*** Begin section ***

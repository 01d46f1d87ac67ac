//! Inner join of dated transactions against validity intervals.
//!
//! A transaction survives once for every interval of its key that contains
//! its date, endpoints included. Transactions with no matching key, a null
//! date, or a date outside every interval are dropped. Overlapping
//! intervals therefore count a transaction more than once; callers report
//! that through the data-quality diagnostics instead of deduplicating.

use mlr_model::columns::{
    EFFECTIVE_DATE, END_DATE, GROUPNAME, IID, LEGACY_CODE, START_DATE, TERMINATION_DATE,
};
use polars::prelude::*;

use crate::frame_utils::left_ordered;

/// Column roles for one temporal join.
#[derive(Debug, Clone, Copy, PartialEq, Eq)]
pub struct ValidityWindow<'a> {
    /// Key column on the transaction side.
    pub transaction_key: &'a str,
    /// Key column on the interval side.
    pub interval_key: &'a str,
    pub start: &'a str,
    pub end: &'a str,
}

impl ValidityWindow<'static> {
    /// Group contract periods keyed by group name.
    pub const CONTRACT: Self = Self {
        transaction_key: GROUPNAME,
        interval_key: GROUPNAME,
        start: START_DATE,
        end: END_DATE,
    };

    /// Member enrollment windows keyed by the member's legacy code.
    pub const ENROLLMENT: Self = Self {
        transaction_key: IID,
        interval_key: LEGACY_CODE,
        start: EFFECTIVE_DATE,
        end: TERMINATION_DATE,
    };
}

/// `start <= date <= end`; null on any side evaluates to false.
pub fn within_window(date: &str, start: &str, end: &str) -> Expr {
    col(date)
        .gt_eq(col(start))
        .and(col(date).lt_eq(col(end)))
        .fill_null(lit(false))
}

/// Keep transactions whose `date_column` falls inside an interval of their key.
///
/// The interval bounds stay on the result; callers project what they need.
pub fn filter_within_intervals(
    transactions: LazyFrame,
    date_column: &str,
    intervals: LazyFrame,
    window: ValidityWindow<'_>,
) -> LazyFrame {
    let bounds = intervals.select([
        col(window.interval_key),
        col(window.start),
        col(window.end),
    ]);
    transactions
        .join(
            bounds,
            [col(window.transaction_key)],
            [col(window.interval_key)],
            left_ordered(JoinType::Inner),
        )
        .filter(within_window(date_column, window.start, window.end))
}
//! Validation of loaded tables against the declared source columns.

use mlr_ingest::SourceTables;
use mlr_model::{ColumnKind, MlrError, Result, TableKind};
use polars::prelude::{DataFrame, DataType};
use tracing::warn;

/// Whether a column of `dtype` can be normalized to `kind`.
///
/// String columns are accepted for every kind. Text timestamps are parsed
/// strictly during normalization, so a malformed date fails its stage.
pub fn kind_accepts(kind: ColumnKind, dtype: &DataType) -> bool {
    let textual = matches!(dtype, DataType::String | DataType::Null);
    match kind {
        ColumnKind::Text => textual || dtype.is_integer(),
        ColumnKind::Integer => textual || dtype.is_integer() || dtype.is_float(),
        ColumnKind::Decimal => textual || dtype.is_integer() || dtype.is_float(),
        ColumnKind::Timestamp => {
            textual || matches!(dtype, DataType::Date | DataType::Datetime(_, _))
        }
        ColumnKind::Flag => textual || matches!(dtype, DataType::Boolean),
    }
}

/// Check that `df` carries every column `table` requires with a compatible dtype.
pub fn validate_table(table: TableKind, df: &DataFrame) -> Result<()> {
    for spec in table.required_columns() {
        let column = df
            .column(spec.name)
            .map_err(|_| MlrError::MissingColumn {
                table,
                column: spec.name.to_string(),
            })?;
        let dtype = column.dtype();
        if !kind_accepts(spec.kind, dtype) {
            return Err(MlrError::SchemaMismatch {
                table,
                column: spec.name.to_string(),
                expected: spec.kind,
                found: dtype.to_string(),
            });
        }
        if spec.kind == ColumnKind::Timestamp && matches!(dtype, DataType::String) {
            warn!(
                table = %table,
                column = spec.name,
                "timestamp column loaded as text; parsing with an inferred format"
            );
        }
    }
    Ok(())
}

/// Validate all nine tables, stopping at the first violation.
pub fn validate_sources(tables: &SourceTables) -> Result<()> {
    for kind in TableKind::ALL {
        validate_table(kind, tables.table(kind))?;
    }
    Ok(())
}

*** End section ***

What you will do — Please give back only the lines starting with the one that contains "pub fn validate_sources(tables: &SourceTables)" and ending with the last line of the listing, retyped exactly.

Answer space —
pub fn validate_sources(tables: &SourceTables) -> Result<()> {
    for kind in TableKind::ALL {
        validate_table(kind, tables.table(kind))?;
    }
    Ok(())
}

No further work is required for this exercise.